*** Dataset records Section Begins ***
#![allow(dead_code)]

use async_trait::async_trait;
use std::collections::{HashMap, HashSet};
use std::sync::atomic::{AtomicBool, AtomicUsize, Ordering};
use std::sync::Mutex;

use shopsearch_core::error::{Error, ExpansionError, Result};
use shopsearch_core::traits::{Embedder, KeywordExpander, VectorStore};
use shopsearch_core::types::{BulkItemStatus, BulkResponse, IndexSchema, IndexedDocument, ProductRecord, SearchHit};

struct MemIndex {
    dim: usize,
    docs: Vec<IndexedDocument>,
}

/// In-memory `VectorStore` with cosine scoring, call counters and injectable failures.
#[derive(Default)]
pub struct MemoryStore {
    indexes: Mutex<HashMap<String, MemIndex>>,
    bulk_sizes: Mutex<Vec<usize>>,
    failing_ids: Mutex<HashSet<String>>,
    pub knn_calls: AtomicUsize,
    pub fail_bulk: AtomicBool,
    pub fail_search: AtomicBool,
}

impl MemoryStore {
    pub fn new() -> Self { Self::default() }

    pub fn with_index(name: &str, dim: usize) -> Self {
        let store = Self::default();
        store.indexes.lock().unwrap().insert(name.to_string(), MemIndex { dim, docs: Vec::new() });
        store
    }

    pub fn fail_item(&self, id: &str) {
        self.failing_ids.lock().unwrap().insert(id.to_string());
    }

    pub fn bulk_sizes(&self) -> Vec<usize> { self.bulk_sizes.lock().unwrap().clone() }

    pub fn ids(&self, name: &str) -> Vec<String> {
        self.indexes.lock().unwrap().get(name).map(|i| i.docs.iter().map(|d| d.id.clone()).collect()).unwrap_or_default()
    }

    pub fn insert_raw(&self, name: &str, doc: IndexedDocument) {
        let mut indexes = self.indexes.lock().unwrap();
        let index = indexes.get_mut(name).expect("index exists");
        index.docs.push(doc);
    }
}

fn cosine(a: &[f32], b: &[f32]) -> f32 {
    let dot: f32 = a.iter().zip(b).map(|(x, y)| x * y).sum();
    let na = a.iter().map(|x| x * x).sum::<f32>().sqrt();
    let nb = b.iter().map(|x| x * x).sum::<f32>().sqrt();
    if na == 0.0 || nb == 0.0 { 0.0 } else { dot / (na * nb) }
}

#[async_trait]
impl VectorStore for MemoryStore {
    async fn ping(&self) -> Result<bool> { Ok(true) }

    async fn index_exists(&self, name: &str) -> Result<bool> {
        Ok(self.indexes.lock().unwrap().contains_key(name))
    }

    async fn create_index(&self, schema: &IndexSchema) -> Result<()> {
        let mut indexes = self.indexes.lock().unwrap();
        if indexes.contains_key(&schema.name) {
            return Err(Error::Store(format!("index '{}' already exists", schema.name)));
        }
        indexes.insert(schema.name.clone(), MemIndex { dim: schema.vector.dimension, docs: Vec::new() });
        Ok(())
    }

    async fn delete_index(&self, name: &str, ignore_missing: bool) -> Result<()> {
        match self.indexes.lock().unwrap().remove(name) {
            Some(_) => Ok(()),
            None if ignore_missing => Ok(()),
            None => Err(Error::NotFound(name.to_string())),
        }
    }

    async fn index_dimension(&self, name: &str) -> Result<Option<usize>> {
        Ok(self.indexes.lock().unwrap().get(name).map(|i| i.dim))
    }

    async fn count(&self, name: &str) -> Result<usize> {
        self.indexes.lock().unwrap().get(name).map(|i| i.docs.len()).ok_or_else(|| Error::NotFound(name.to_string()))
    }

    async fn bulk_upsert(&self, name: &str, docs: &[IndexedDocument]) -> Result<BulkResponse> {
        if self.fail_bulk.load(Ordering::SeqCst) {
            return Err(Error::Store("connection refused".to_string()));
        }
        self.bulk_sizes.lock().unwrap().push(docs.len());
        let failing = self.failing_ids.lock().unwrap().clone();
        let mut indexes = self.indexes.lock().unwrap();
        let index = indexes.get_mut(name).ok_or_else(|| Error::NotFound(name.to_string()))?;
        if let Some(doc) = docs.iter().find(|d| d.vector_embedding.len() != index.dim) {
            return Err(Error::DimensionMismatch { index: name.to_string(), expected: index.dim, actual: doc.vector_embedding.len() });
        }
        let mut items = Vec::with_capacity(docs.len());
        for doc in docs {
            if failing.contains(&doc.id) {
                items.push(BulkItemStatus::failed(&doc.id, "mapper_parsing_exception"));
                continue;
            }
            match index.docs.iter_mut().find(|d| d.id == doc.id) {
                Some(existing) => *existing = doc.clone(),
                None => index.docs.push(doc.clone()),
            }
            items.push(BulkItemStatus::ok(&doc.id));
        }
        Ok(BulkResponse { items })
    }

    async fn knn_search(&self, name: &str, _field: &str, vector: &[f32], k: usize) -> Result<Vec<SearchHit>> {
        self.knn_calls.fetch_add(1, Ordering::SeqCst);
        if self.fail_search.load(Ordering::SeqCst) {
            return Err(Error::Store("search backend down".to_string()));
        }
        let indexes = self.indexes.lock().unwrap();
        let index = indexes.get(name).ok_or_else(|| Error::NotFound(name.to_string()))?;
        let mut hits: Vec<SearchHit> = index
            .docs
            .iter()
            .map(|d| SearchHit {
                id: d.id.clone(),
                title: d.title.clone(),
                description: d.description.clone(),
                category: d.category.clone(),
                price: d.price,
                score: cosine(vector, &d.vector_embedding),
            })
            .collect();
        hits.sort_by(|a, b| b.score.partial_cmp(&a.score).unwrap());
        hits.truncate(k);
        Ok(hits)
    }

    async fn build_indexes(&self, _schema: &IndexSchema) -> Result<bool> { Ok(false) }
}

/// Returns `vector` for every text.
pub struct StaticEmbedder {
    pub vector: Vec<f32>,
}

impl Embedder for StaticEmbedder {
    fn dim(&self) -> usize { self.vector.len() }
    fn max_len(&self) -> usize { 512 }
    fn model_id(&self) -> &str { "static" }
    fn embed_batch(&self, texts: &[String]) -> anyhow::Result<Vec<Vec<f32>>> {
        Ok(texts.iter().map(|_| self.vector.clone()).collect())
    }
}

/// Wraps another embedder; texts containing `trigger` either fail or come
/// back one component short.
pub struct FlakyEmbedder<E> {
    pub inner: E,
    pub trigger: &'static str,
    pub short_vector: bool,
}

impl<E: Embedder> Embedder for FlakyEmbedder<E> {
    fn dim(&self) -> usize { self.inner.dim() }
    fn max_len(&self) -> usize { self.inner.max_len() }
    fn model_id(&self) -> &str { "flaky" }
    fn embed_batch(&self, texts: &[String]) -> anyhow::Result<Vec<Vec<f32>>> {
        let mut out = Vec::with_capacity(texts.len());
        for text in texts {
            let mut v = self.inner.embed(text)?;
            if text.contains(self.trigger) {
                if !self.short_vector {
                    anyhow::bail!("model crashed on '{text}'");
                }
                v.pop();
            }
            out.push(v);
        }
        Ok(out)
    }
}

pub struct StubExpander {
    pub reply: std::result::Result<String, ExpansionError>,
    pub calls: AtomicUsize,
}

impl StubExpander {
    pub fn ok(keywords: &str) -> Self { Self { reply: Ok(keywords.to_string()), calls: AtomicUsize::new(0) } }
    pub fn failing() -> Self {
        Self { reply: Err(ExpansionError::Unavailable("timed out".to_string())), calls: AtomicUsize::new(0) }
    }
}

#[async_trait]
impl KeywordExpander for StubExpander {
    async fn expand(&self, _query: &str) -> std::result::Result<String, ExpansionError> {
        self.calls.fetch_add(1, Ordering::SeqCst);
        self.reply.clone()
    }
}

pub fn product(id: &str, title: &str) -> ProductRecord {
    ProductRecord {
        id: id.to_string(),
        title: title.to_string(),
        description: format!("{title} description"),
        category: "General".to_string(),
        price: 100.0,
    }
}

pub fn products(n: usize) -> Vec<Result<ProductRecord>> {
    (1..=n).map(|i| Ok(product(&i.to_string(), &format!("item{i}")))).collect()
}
*** Dataset records Section Ends ***
Task objective: Reproduce all of the material above word for word.

Expected answer:
#![allow(dead_code)]

use async_trait::async_trait;
use std::collections::{HashMap, HashSet};
use std::sync::atomic::{AtomicBool, AtomicUsize, Ordering};
use std::sync::Mutex;

use shopsearch_core::error::{Error, ExpansionError, Result};
use shopsearch_core::traits::{Embedder, KeywordExpander, VectorStore};
use shopsearch_core::types::{BulkItemStatus, BulkResponse, IndexSchema, IndexedDocument, ProductRecord, SearchHit};

struct MemIndex {
    dim: usize,
    docs: Vec<IndexedDocument>,
}

/// In-memory `VectorStore` with cosine scoring, call counters and injectable failures.
#[derive(Default)]
pub struct MemoryStore {
    indexes: Mutex<HashMap<String, MemIndex>>,
    bulk_sizes: Mutex<Vec<usize>>,
    failing_ids: Mutex<HashSet<String>>,
    pub knn_calls: AtomicUsize,
    pub fail_bulk: AtomicBool,
    pub fail_search: AtomicBool,
}

impl MemoryStore {
    pub fn new() -> Self { Self::default() }

    pub fn with_index(name: &str, dim: usize) -> Self {
        let store = Self::default();
        store.indexes.lock().unwrap().insert(name.to_string(), MemIndex { dim, docs: Vec::new() });
        store
    }

    pub fn fail_item(&self, id: &str) {
        self.failing_ids.lock().unwrap().insert(id.to_string());
    }

    pub fn bulk_sizes(&self) -> Vec<usize> { self.bulk_sizes.lock().unwrap().clone() }

    pub fn ids(&self, name: &str) -> Vec<String> {
        self.indexes.lock().unwrap().get(name).map(|i| i.docs.iter().map(|d| d.id.clone()).collect()).unwrap_or_default()
    }

    pub fn insert_raw(&self, name: &str, doc: IndexedDocument) {
        let mut indexes = self.indexes.lock().unwrap();
        let index = indexes.get_mut(name).expect("index exists");
        index.docs.push(doc);
    }
}

fn cosine(a: &[f32], b: &[f32]) -> f32 {
    let dot: f32 = a.iter().zip(b).map(|(x, y)| x * y).sum();
    let na = a.iter().map(|x| x * x).sum::<f32>().sqrt();
    let nb = b.iter().map(|x| x * x).sum::<f32>().sqrt();
    if na == 0.0 || nb == 0.0 { 0.0 } else { dot / (na * nb) }
}

#[async_trait]
impl VectorStore for MemoryStore {
    async fn ping(&self) -> Result<bool> { Ok(true) }

    async fn index_exists(&self, name: &str) -> Result<bool> {
        Ok(self.indexes.lock().unwrap().contains_key(name))
    }

    async fn create_index(&self, schema: &IndexSchema) -> Result<()> {
        let mut indexes = self.indexes.lock().unwrap();
        if indexes.contains_key(&schema.name) {
            return Err(Error::Store(format!("index '{}' already exists", schema.name)));
        }
        indexes.insert(schema.name.clone(), MemIndex { dim: schema.vector.dimension, docs: Vec::new() });
        Ok(())
    }

    async fn delete_index(&self, name: &str, ignore_missing: bool) -> Result<()> {
        match self.indexes.lock().unwrap().remove(name) {
            Some(_) => Ok(()),
            None if ignore_missing => Ok(()),
            None => Err(Error::NotFound(name.to_string())),
        }
    }

    async fn index_dimension(&self, name: &str) -> Result<Option<usize>> {
        Ok(self.indexes.lock().unwrap().get(name).map(|i| i.dim))
    }

    async fn count(&self, name: &str) -> Result<usize> {
        self.indexes.lock().unwrap().get(name).map(|i| i.docs.len()).ok_or_else(|| Error::NotFound(name.to_string()))
    }

    async fn bulk_upsert(&self, name: &str, docs: &[IndexedDocument]) -> Result<BulkResponse> {
        if self.fail_bulk.load(Ordering::SeqCst) {
            return Err(Error::Store("connection refused".to_string()));
        }
        self.bulk_sizes.lock().unwrap().push(docs.len());
        let failing = self.failing_ids.lock().unwrap().clone();
        let mut indexes = self.indexes.lock().unwrap();
        let index = indexes.get_mut(name).ok_or_else(|| Error::NotFound(name.to_string()))?;
        if let Some(doc) = docs.iter().find(|d| d.vector_embedding.len() != index.dim) {
            return Err(Error::DimensionMismatch { index: name.to_string(), expected: index.dim, actual: doc.vector_embedding.len() });
        }
        let mut items = Vec::with_capacity(docs.len());
        for doc in docs {
            if failing.contains(&doc.id) {
                items.push(BulkItemStatus::failed(&doc.id, "mapper_parsing_exception"));
                continue;
            }
            match index.docs.iter_mut().find(|d| d.id == doc.id) {
                Some(existing) => *existing = doc.clone(),
                None => index.docs.push(doc.clone()),
            }
            items.push(BulkItemStatus::ok(&doc.id));
        }
        Ok(BulkResponse { items })
    }

    async fn knn_search(&self, name: &str, _field: &str, vector: &[f32], k: usize) -> Result<Vec<SearchHit>> {
        self.knn_calls.fetch_add(1, Ordering::SeqCst);
        if self.fail_search.load(Ordering::SeqCst) {
            return Err(Error::Store("search backend down".to_string()));
        }
        let indexes = self.indexes.lock().unwrap();
        let index = indexes.get(name).ok_or_else(|| Error::NotFound(name.to_string()))?;
        let mut hits: Vec<SearchHit> = index
            .docs
            .iter()
            .map(|d| SearchHit {
                id: d.id.clone(),
                title: d.title.clone(),
                description: d.description.clone(),
                category: d.category.clone(),
                price: d.price,
                score: cosine(vector, &d.vector_embedding),
            })
            .collect();
        hits.sort_by(|a, b| b.score.partial_cmp(&a.score).unwrap());
        hits.truncate(k);
        Ok(hits)
    }

    async fn build_indexes(&self, _schema: &IndexSchema) -> Result<bool> { Ok(false) }
}

/// Returns `vector` for every text.
pub struct StaticEmbedder {
    pub vector: Vec<f32>,
}

impl Embedder for StaticEmbedder {
    fn dim(&self) -> usize { self.vector.len() }
    fn max_len(&self) -> usize { 512 }
    fn model_id(&self) -> &str { "static" }
    fn embed_batch(&self, texts: &[String]) -> anyhow::Result<Vec<Vec<f32>>> {
        Ok(texts.iter().map(|_| self.vector.clone()).collect())
    }
}

/// Wraps another embedder; texts containing `trigger` either fail or come
/// back one component short.
pub struct FlakyEmbedder<E> {
    pub inner: E,
    pub trigger: &'static str,
    pub short_vector: bool,
}

impl<E: Embedder> Embedder for FlakyEmbedder<E> {
    fn dim(&self) -> usize { self.inner.dim() }
    fn max_len(&self) -> usize { self.inner.max_len() }
    fn model_id(&self) -> &str { "flaky" }
    fn embed_batch(&self, texts: &[String]) -> anyhow::Result<Vec<Vec<f32>>> {
        let mut out = Vec::with_capacity(texts.len());
        for text in texts {
            let mut v = self.inner.embed(text)?;
            if text.contains(self.trigger) {
                if !self.short_vector {
                    anyhow::bail!("model crashed on '{text}'");
                }
                v.pop();
            }
            out.push(v);
        }
        Ok(out)
    }
}

pub struct StubExpander {
    pub reply: std::result::Result<String, ExpansionError>,
    pub calls: AtomicUsize,
}

impl StubExpander {
    pub fn ok(keywords: &str) -> Self { Self { reply: Ok(keywords.to_string()), calls: AtomicUsize::new(0) } }
    pub fn failing() -> Self {
        Self { reply: Err(ExpansionError::Unavailable("timed out".to_string())), calls: AtomicUsize::new(0) }
    }
}

#[async_trait]
impl KeywordExpander for StubExpander {
    async fn expand(&self, _query: &str) -> std::result::Result<String, ExpansionError> {
        self.calls.fetch_add(1, Ordering::SeqCst);
        self.reply.clone()
    }
}

pub fn product(id: &str, title: &str) -> ProductRecord {
    ProductRecord {
        id: id.to_string(),
        title: title.to_string(),
        description: format!("{title} description"),
        category: "General".to_string(),
        price: 100.0,
    }
}

pub fn products(n: usize) -> Vec<Result<ProductRecord>> {
    (1..=n).map(|i| Ok(product(&i.to_string(), &format!("item{i}")))).collect()
}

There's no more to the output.